WORK ORDER: Which lines below contain "JobStatus"? Pull them out.

RECORDS TO PROCESS:
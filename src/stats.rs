use std::collections::HashMap;

use serde::Serialize;
use uuid::Uuid;

use crate::board::BoardJob;
use crate::models::{JobStatus, Profile};

#[derive(Debug, Clone, PartialEq, Serialize)]
pub struct ActiveJob {
    pub job_id: Uuid,
    pub lot_number: Option<String>,
    pub address: Option<String>,
    pub status: JobStatus,
}

#[derive(Debug, Clone, PartialEq, Serialize)]
pub struct EmployeeStats {
    pub user_id: Uuid,
    pub full_name: String,
    pub contact_number: Option<String>,
    pub total_jobs: usize,
    pub pending: usize,
    pub on_way: usize,
    pub on_site: usize,
    pub picked_up: usize,
    pub delivered: usize,
    pub active_job: Option<ActiveJob>,
}

impl EmployeeStats {
    fn new(user_id: Uuid, full_name: String) -> Self {
        Self {
            user_id,
            full_name,
            contact_number: None,
            total_jobs: 0,
            pending: 0,
            on_way: 0,
            on_site: 0,
            picked_up: 0,
            delivered: 0,
            active_job: None,
        }
    }
}

pub fn calculate_employee_stats(jobs: &[BoardJob]) -> Vec<EmployeeStats> {
    let mut order: Vec<Uuid> = Vec::new();
    let mut by_user: HashMap<Uuid, EmployeeStats> = HashMap::new();

    for entry in jobs {
        for assignee in &entry.assignees {
            let stats = by_user.entry(assignee.user_id).or_insert_with(|| {
                order.push(assignee.user_id);
                EmployeeStats::new(assignee.user_id, assignee.full_name.clone())
            });
            stats.total_jobs += 1;

            match assignee.status {
                JobStatus::Pending => stats.pending += 1,
                JobStatus::OnWay => stats.on_way += 1,
                JobStatus::OnSite => stats.on_site += 1,
                JobStatus::PickedUp => stats.picked_up += 1,
                JobStatus::Delivered => stats.delivered += 1,
            }

            if assignee.status.is_active() && stats.active_job.is_none() {
                stats.active_job = Some(ActiveJob {
                    job_id: entry.job.id,
                    lot_number: entry.job.lot_number.clone(),
                    address: entry.job.address.clone(),
                    status: assignee.status,
                });
            }
        }
    }

    order
        .into_iter()
        .filter_map(|user_id| by_user.remove(&user_id))
        .collect()
}

pub fn attach_contacts(stats: &mut [EmployeeStats], profiles: &[Profile]) {
    let contacts: HashMap<Uuid, &str> = profiles
        .iter()
        .filter_map(|profile| {
            profile
                .contact_number
                .as_deref()
                .map(|number| (profile.id, number))
        })
        .collect();
    for entry in stats {
        if let Some(number) = contacts.get(&entry.user_id) {
            entry.contact_number = Some((*number).to_string());
        }
    }
}
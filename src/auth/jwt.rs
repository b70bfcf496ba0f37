use anyhow::Result;
use chrono::{Duration, Utc};
use jsonwebtoken::{decode, encode, DecodingKey, EncodingKey, Header, Validation};
use serde::{Deserialize, Serialize};
use uuid::Uuid;

use crate::config::AppConfig;
use crate::models::Role;

#[derive(Clone)]
pub struct JwtService {
    encoding: EncodingKey,
    decoding: DecodingKey,
    issuer: String,
    audience: String,
    expiry: Duration,
}

impl JwtService {
    pub fn from_config(config: &AppConfig) -> Result<Self> {
        Ok(Self::new(
            &config.jwt_secret,
            &config.jwt_issuer,
            &config.jwt_audience,
            config.jwt_expiry_minutes,
        ))
    }

    pub fn new(secret: &str, issuer: &str, audience: &str, expiry_minutes: i64) -> Self {
        Self {
            encoding: EncodingKey::from_secret(secret.as_bytes()),
            decoding: DecodingKey::from_secret(secret.as_bytes()),
            issuer: issuer.to_string(),
            audience: audience.to_string(),
            expiry: Duration::minutes(expiry_minutes),
        }
    }

    pub fn generate_token(&self, user_id: Uuid, email: Option<&str>, role: Role) -> Result<String> {
        let now = Utc::now();
        let exp = now + self.expiry;
        let claims = Claims {
            sub: user_id,
            email: email.map(str::to_owned),
            role: role.as_str().to_owned(),
            iss: self.issuer.clone(),
            aud: self.audience.clone(),
            iat: now.timestamp() as usize,
            exp: exp.timestamp() as usize,
        };

        Ok(encode(&Header::default(), &claims, &self.encoding)?)
    }

    pub fn verify_token(&self, token: &str) -> Result<Claims> {
        let mut validation = Validation::default();
        validation.set_audience(&[self.audience.clone()]);
        validation.set_issuer(&[self.issuer.clone()]);
        let data = decode::<Claims>(token, &self.decoding, &validation)?;
        Ok(data.claims)
    }
}

#[derive(Debug, Clone, Serialize, Deserialize)]
pub struct Claims {
    pub sub: Uuid,
    #[serde(default)]
    pub email: Option<String>,
    pub role: String,
    pub iss: String,
    pub aud: String,
    pub iat: usize,
    pub exp: usize,
}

FINISHED EXERCISE:
use crate::models::{JobStatus, Profile};
    pub status: JobStatus,
                JobStatus::Pending => stats.pending += 1,
                JobStatus::OnWay => stats.on_way += 1,
                JobStatus::OnSite => stats.on_site += 1,
                JobStatus::PickedUp => stats.picked_up += 1,
                JobStatus::Delivered => stats.delivered += 1,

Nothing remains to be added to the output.